Release Notes for SUSE Linux Enterprise High Availability Extension 11
Services Pack 4

Version 11.4.6 (2015-05-12)

Abstract

These release notes apply to all SUSE Linux Enterprise High Availability
Extension 11 Services Pack 4 based products (e.g. for x86, x86_64, Itanium,
Power and System z). Some sections may not apply to a particular
architecture or product. Where this is not obvious, the respective
architectures are listed explicitly in these notes. Instructions for
installing SUSE Linux Enterprise High Availability Extension can be found
in the README file on the CD.

Manuals can be found in the docu directory of the installation media. Any
documentation (if installed) can be found in the /usr/share/doc/ directory
of the installed system.

This SUSE product includes materials licensed to SUSE under the GNU General
Public License (GPL).
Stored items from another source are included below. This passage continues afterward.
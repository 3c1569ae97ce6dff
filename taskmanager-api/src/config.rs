/// Configuration for the API server
///
/// Loaded once at startup from environment variables (and a `.env` file when
/// present), then shared read-only through `AppState`.
///
/// # Environment Variables
///
/// - `API_HOST`: Host to bind to (default: 0.0.0.0)
/// - `API_PORT`: Port to bind to (default: 8000)
/// - `API_BODY_LIMIT_BYTES`: Maximum request body size (default: 50 MiB)
/// - `API_REQUEST_TIMEOUT_SECONDS`: Per-request deadline (default: 30)
/// - `API_CORS_ORIGINS`: Comma-separated allowed origins (default: `*`)
/// - `DATABASE_URL`: PostgreSQL connection string; when unset it is built
///   from `DB_HOST`, `DB_PORT`, `DB_USERNAME`, `DB_PASSWORD` and `DB_NAME`
/// - `DATABASE_MAX_CONNECTIONS`: Pool size (default: 10)
/// - `JWT_SECRET`: Token signing secret, at least 32 characters (required)
/// - `RUST_LOG`: Log filter
///
/// # Example
///
/// ```no_run
/// use taskmanager_api::config::Config;
///
/// # fn example() -> anyhow::Result<()> {
/// let config = Config::from_env()?;
/// println!("Server will listen on {}", config.bind_address());
/// # Ok(())
/// # }
/// ```

use anyhow::Context;
use serde::{Deserialize, Serialize};
use std::env;
use std::str::FromStr;

const DEFAULT_HOST: &str = "0.0.0.0";
const DEFAULT_PORT: u16 = 8000;
const DEFAULT_BODY_LIMIT_BYTES: usize = 50 << 20;
const DEFAULT_REQUEST_TIMEOUT_SECONDS: u64 = 30;
const DEFAULT_MAX_CONNECTIONS: u32 = 10;
const MIN_JWT_SECRET_LEN: usize = 32;

/// Complete application configuration
#[derive(Debug, Clone, Serialize, Deserialize)]
pub struct Config {
    pub api: ApiConfig,

    pub database: DatabaseConfig,

    pub jwt: JwtConfig,
}

/// HTTP server configuration
#[derive(Debug, Clone, Serialize, Deserialize)]
pub struct ApiConfig {
    pub host: String,

    pub port: u16,

    /// Larger bodies are rejected with 413
    pub body_limit_bytes: usize,

    pub request_timeout_seconds: u64,

    /// `*` allows any origin
    pub cors_origins: Vec<String>,
}

#[derive(Debug, Clone, Serialize, Deserialize)]
pub struct DatabaseConfig {
    pub url: String,

    pub max_connections: u32,
}

#[derive(Debug, Clone, Serialize, Deserialize)]
pub struct JwtConfig {
    /// Generate with: `openssl rand -hex 32`
    pub secret: String,
}

impl Config {
    /// Loads configuration from the process environment
    ///
    /// # Errors
    ///
    /// Returns an error if a required variable is missing, a value does not
    /// parse, or the JWT secret is too short.
    pub fn from_env() -> anyhow::Result<Self> {
        dotenvy::dotenv().ok();
        Self::from_lookup(|key| env::var(key).ok())
    }

    /// Loads configuration through an arbitrary variable lookup
    pub fn from_lookup<F>(lookup: F) -> anyhow::Result<Self>
    where
        F: Fn(&str) -> Option<String>,
    {
        let api = ApiConfig {
            host: lookup("API_HOST").unwrap_or_else(|| DEFAULT_HOST.to_string()),
            port: parse_or(&lookup, "API_PORT", DEFAULT_PORT)?,
            body_limit_bytes: parse_or(&lookup, "API_BODY_LIMIT_BYTES", DEFAULT_BODY_LIMIT_BYTES)?,
            request_timeout_seconds: parse_or(
                &lookup,
                "API_REQUEST_TIMEOUT_SECONDS",
                DEFAULT_REQUEST_TIMEOUT_SECONDS,
            )?,
            cors_origins: lookup("API_CORS_ORIGINS")
                .map(|origins| {
                    origins
                        .split(',')
                        .map(|origin| origin.trim().to_string())
                        .filter(|origin| !origin.is_empty())
                        .collect()
                })
                .unwrap_or_else(|| vec!["*".to_string()]),
        };

        let database = DatabaseConfig {
            url: database_url(&lookup)?,
            max_connections: parse_or(&lookup, "DATABASE_MAX_CONNECTIONS", DEFAULT_MAX_CONNECTIONS)?,
        };

        let secret = lookup("JWT_SECRET")
            .ok_or_else(|| anyhow::anyhow!("JWT_SECRET environment variable is required"))?;

        if secret.chars().count() < MIN_JWT_SECRET_LEN {
            anyhow::bail!("JWT_SECRET must be at least {} characters long", MIN_JWT_SECRET_LEN);
        }

        Ok(Self {
            api,
            database,
            jwt: JwtConfig { secret },
        })
    }

    /// Returns the server bind address
    pub fn bind_address(&self) -> String {
        format!("{}:{}", self.api.host, self.api.port)
    }

    /// Pool settings for `taskmanager_shared::db::pool::create_pool`
    pub fn pool_config(&self) -> taskmanager_shared::db::pool::DatabaseConfig {
        taskmanager_shared::db::pool::DatabaseConfig::new(self.database.url.clone())
            .with_max_connections(self.database.max_connections)
    }
}

fn parse_or<F, T>(lookup: &F, key: &str, default: T) -> anyhow::Result<T>
where
    F: Fn(&str) -> Option<String>,
    T: FromStr,
    T::Err: std::error::Error + Send + Sync + 'static,
{
    match lookup(key) {
        Some(raw) => raw
            .trim()
            .parse()
            .with_context(|| format!("{} has an invalid value: {:?}", key, raw)),
        None => Ok(default),
    }
}

fn database_url<F>(lookup: &F) -> anyhow::Result<String>
where
    F: Fn(&str) -> Option<String>,
{
    if let Some(url) = lookup("DATABASE_URL").filter(|url| !url.trim().is_empty()) {
        return Ok(url);
    }

    let required = |key: &str| -> anyhow::Result<String> {
        lookup(key)
            .filter(|value| !value.trim().is_empty())
            .ok_or_else(|| {
                anyhow::anyhow!("{} is required when DATABASE_URL is not set", key)
            })
    };

    let host = required("DB_HOST")?;
    let port = required("DB_PORT")?;
    let user = required("DB_USERNAME")?;
    let password = required("DB_PASSWORD")?;
    let name = required("DB_NAME")?;

    Ok(format!("postgres://{user}:{password}@{host}:{port}/{name}"))
}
The GPL requires SUSE to provide the source code that
corresponds to the GPL-licensed material. The source code is available for
download at http://www.suse.com/download-linux/source-code.html. Also, for
up to three years after distribution of the SUSE product, upon request,
SUSE will mail a copy of the source code. Requests should be sent by e-mail
to mailto:sle_source_request@suse.com or as otherwise instructed at http://
www.suse.com/download-linux/source-code.html. SUSE may charge a reasonable
fee to recover distribution costs.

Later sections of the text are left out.